#### [Activity]
The data below has to be returned exactly, down to the last character.

· · ·

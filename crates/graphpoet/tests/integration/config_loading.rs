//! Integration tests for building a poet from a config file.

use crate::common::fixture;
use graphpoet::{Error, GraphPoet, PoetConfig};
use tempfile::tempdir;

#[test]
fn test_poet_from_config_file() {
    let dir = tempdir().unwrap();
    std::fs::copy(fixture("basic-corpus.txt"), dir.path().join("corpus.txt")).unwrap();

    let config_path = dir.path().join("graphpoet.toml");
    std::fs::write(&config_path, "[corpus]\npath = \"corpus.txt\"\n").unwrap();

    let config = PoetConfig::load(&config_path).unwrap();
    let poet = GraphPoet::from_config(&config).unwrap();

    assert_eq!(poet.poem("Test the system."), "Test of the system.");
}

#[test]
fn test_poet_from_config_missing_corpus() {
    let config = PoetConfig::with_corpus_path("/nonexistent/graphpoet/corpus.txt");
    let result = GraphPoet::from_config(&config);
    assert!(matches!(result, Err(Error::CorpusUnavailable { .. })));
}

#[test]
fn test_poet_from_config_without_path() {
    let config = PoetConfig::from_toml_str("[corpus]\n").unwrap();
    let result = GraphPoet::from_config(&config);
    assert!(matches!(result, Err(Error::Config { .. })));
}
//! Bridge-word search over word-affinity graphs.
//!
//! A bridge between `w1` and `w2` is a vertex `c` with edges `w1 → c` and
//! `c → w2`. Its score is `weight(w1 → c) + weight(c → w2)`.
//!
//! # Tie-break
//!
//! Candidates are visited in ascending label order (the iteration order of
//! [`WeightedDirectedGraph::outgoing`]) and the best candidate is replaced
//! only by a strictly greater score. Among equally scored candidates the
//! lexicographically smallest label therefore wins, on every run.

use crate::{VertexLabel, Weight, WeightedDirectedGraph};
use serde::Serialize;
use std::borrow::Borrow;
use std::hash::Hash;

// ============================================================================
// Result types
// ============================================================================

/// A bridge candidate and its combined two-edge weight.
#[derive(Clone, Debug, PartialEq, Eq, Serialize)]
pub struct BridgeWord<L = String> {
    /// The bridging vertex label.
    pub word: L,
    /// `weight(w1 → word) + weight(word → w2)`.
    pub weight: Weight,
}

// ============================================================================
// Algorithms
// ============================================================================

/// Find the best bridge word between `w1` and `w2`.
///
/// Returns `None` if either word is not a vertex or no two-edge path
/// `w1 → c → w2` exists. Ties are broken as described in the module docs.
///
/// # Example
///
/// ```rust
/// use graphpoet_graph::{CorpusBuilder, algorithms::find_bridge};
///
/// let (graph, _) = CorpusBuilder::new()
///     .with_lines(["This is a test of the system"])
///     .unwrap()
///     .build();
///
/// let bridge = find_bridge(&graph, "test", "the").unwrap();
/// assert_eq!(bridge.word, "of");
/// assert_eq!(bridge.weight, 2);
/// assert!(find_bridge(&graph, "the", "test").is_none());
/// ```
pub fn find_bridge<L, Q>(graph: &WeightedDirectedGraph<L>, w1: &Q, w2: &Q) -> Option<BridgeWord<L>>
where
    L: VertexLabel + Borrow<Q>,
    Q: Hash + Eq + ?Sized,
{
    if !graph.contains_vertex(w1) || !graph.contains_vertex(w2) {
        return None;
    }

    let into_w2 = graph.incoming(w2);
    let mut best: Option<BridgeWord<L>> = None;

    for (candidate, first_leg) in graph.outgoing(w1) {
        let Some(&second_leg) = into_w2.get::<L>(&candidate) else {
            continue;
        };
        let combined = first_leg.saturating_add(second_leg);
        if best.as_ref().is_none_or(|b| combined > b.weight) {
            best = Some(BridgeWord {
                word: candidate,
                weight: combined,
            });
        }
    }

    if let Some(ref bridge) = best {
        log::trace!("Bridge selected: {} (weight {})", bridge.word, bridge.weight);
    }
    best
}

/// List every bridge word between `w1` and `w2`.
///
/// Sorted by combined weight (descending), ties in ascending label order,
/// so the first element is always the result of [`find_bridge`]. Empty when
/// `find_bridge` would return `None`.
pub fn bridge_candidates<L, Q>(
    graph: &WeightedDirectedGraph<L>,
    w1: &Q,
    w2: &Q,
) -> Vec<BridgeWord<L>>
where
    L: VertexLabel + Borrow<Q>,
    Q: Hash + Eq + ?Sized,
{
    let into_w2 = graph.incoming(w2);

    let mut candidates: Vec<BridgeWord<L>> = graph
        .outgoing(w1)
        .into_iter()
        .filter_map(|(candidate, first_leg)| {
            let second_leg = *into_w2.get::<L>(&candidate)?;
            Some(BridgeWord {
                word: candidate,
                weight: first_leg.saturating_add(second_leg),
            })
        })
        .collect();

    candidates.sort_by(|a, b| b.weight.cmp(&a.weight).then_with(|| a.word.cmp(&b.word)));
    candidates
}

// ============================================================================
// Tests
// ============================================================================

· · ·

#### [Worked solution]
filename crates/graphpoet/tests/integration/config_loading.rs
//! Integration tests for building a poet from a config file.

use crate::common::fixture;
use graphpoet::{Error, GraphPoet, PoetConfig};
use tempfile::tempdir;

#[test]
fn test_poet_from_config_file() {
    let dir = tempdir().unwrap();
    std::fs::copy(fixture("basic-corpus.txt"), dir.path().join("corpus.txt")).unwrap();

    let config_path = dir.path().join("graphpoet.toml");
    std::fs::write(&config_path, "[corpus]\npath = \"corpus.txt\"\n").unwrap();

    let config = PoetConfig::load(&config_path).unwrap();
    let poet = GraphPoet::from_config(&config).unwrap();

    assert_eq!(poet.poem("Test the system."), "Test of the system.");
}

#[test]
fn test_poet_from_config_missing_corpus() {
    let config = PoetConfig::with_corpus_path("/nonexistent/graphpoet/corpus.txt");
    let result = GraphPoet::from_config(&config);
    assert!(matches!(result, Err(Error::CorpusUnavailable { .. })));
}

#[test]
fn test_poet_from_config_without_path() {
    let config = PoetConfig::from_toml_str("[corpus]\n").unwrap();
    let result = GraphPoet::from_config(&config);
    assert!(matches!(result, Err(Error::Config { .. })));
}
//! Bridge-word search over word-affinity graphs.
//!
//! A bridge between `w1` and `w2` is a vertex `c` with edges `w1 → c` and
//! `c → w2`. Its score is `weight(w1 → c) + weight(c → w2)`.
//!
//! # Tie-break
//!
//! Candidates are visited in ascending label order (the iteration order of
//! [`WeightedDirectedGraph::outgoing`]) and the best candidate is replaced
//! only by a strictly greater score. Among equally scored candidates the
//! lexicographically smallest label therefore wins, on every run.

use crate::{VertexLabel, Weight, WeightedDirectedGraph};
use serde::Serialize;
use std::borrow::Borrow;
use std::hash::Hash;

// ============================================================================
// Result types
// ============================================================================

/// A bridge candidate and its combined two-edge weight.
#[derive(Clone, Debug, PartialEq, Eq, Serialize)]
pub struct BridgeWord<L = String> {
    /// The bridging vertex label.
    pub word: L,
    /// `weight(w1 → word) + weight(word → w2)`.
    pub weight: Weight,
}

// ============================================================================
// Algorithms
// ============================================================================

/// Find the best bridge word between `w1` and `w2`.
///
/// Returns `None` if either word is not a vertex or no two-edge path
/// `w1 → c → w2` exists. Ties are broken as described in the module docs.
///
/// # Example
///
/// ```rust
/// use graphpoet_graph::{CorpusBuilder, algorithms::find_bridge};
///
/// let (graph, _) = CorpusBuilder::new()
///     .with_lines(["This is a test of the system"])
///     .unwrap()
///     .build();
///
/// let bridge = find_bridge(&graph, "test", "the").unwrap();
/// assert_eq!(bridge.word, "of");
/// assert_eq!(bridge.weight, 2);
/// assert!(find_bridge(&graph, "the", "test").is_none());
/// ```
pub fn find_bridge<L, Q>(graph: &WeightedDirectedGraph<L>, w1: &Q, w2: &Q) -> Option<BridgeWord<L>>
where
    L: VertexLabel + Borrow<Q>,
    Q: Hash + Eq + ?Sized,
{
    if !graph.contains_vertex(w1) || !graph.contains_vertex(w2) {
        return None;
    }

    let into_w2 = graph.incoming(w2);
    let mut best: Option<BridgeWord<L>> = None;

    for (candidate, first_leg) in graph.outgoing(w1) {
        let Some(&second_leg) = into_w2.get::<L>(&candidate) else {
            continue;
        };
        let combined = first_leg.saturating_add(second_leg);
        if best.as_ref().is_none_or(|b| combined > b.weight) {
            best = Some(BridgeWord {
                word: candidate,
                weight: combined,
            });
        }
    }

    if let Some(ref bridge) = best {
        log::trace!("Bridge selected: {} (weight {})", bridge.word, bridge.weight);
    }
    best
}

/// List every bridge word between `w1` and `w2`.
///
/// Sorted by combined weight (descending), ties in ascending label order,
/// so the first element is always the result of [`find_bridge`]. Empty when
/// `find_bridge` would return `None`.
pub fn bridge_candidates<L, Q>(
    graph: &WeightedDirectedGraph<L>,
    w1: &Q,
    w2: &Q,
) -> Vec<BridgeWord<L>>
where
    L: VertexLabel + Borrow<Q>,
    Q: Hash + Eq + ?Sized,
{
    let into_w2 = graph.incoming(w2);

    let mut candidates: Vec<BridgeWord<L>> = graph
        .outgoing(w1)
        .into_iter()
        .filter_map(|(candidate, first_leg)| {
            let second_leg = *into_w2.get::<L>(&candidate)?;
            Some(BridgeWord {
                word: candidate,
                weight: first_leg.saturating_add(second_leg),
            })
        })
        .collect();

    candidates.sort_by(|a, b| b.weight.cmp(&a.weight).then_with(|| a.word.cmp(&b.word)));
    candidates
}

// ============================================================================
// Tests
// ============================================================================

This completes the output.